To appreciate this role, we need to set aside two misguided ideas. First, the riots do not, as some have alleged, prove the bankruptcy of the “French model,” whatever that might be. French leaders have no reason to apologize for the core ideas of French republicanism: that everyone ought to be fully accepted as a citizen of France and that the state is responsible for protecting the individual dignity of each citizen. France’s state-centeredness cannot be switched out for a British laissez-faire approach—it developed over the long term from a centralized royalty and from equally centralized efforts to create a set of educational, cultural, and political institutions that could give everyone equal entry into public life. French politicians are constantly tinkering with the system—recent steps to transfer powers from the state to local governments have overturned long-held ways of doing business. And certain features of French life that prevent positive social change—the rigidity of the school system, the lack of data about job discrimination—could be reformed without abandoning the core ideals of republicanism.

Second, the rioters were not all “Muslims,” and few were “immigrants.” The boys and young men who were arrested include what are called “French with roots” (Français de souche), blacks of West African ancestry, and northern Africans (maghrébins), with parents from Algeria, Morocco, or Tunisia. (The difficulty of finding neutral terms for these categories is a symptom of the problem of confronting ethnic distinctions in a country that proclaims such distinctions to be inappropriate for policy discussions.) Some of these young men may consider themselves Muslims, and others assuredly do not, but in any case none of those interviewed mentioned God or the afterlife as having anything to do with their actions. This was neither Hamas nor suicide bombing, though some politicians tried to play the radical-Islam card. Furthermore, the overwhelming number of the boys and young men arrested were citizens of France; they were no more immigrants than Nicolas Sarkozy, whose father came from Hungary.

And yet, Islam and immigration are part of the broader story—of dilapidated housing projects, of insulting treatment by the police, and of a sense of not being heard. Islam and immigration also figure into how the French state has treated the marginal populations and why it has taken French policymakers so long to arrive at the realization—and not all have yet arrived—that their memories of a successful French “melting pot” (creuset) of immigration do not provide useful guides to current realities of exclusion and integration.

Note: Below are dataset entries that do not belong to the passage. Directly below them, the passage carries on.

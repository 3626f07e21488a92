use anyhow::{Result, bail};

use crate::core::backend::QueryBackend;
use crate::core::session::{ConnectionState, EventKind, QuerySession};
use crate::core::terminal;

/// One-shot probe. Succeeds only when the backend reports a live MongoDB
/// connection.
pub(super) async fn run_health(backend: &dyn QueryBackend) -> Result<()> {
    terminal::print_step(&format!("Checking {}", backend.endpoint()));

    let mut session = QuerySession::new();
    session.check_backend_health(backend).await;

    for event in session.log() {
        if let EventKind::SystemNotice { level } = event.kind {
            terminal::print_notice(level, &event.content);
        }
    }

    if session.connection() != ConnectionState::Connected {
        bail!("backend health check failed");
    }
    terminal::print_success("Backend is healthy and connected to MongoDB");
    Ok(())
}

French colonialism contradicted the egalitarian ideals of the republic. Colonial policies treated one portion of the citizenry as subordinate to the other, creating social institutions and attitudes that continue to shape French culture and everyday life. Current divisions, or “fractures,” as they are called in France, reach back to the long history of French settlements overseas and the second-class citizenship held by Algerian Muslims, the brutal Algerian War and the state’s cover-up of its atrocities, the spatial isolation of workers brought from Africa to live in French slums, the longstanding police brutality and far-right hostility toward immigrants, and the state’s continuing tendency, left over from colonial days, to treat Muslims in France as a matter for arrangements with and subsidies from foreign powers. Some recent invocations of the colonial era are explicit, as when Prime Minister Dominique de Villepin activated a law designed to control Algerians in 1955 to control French rioters in 2005.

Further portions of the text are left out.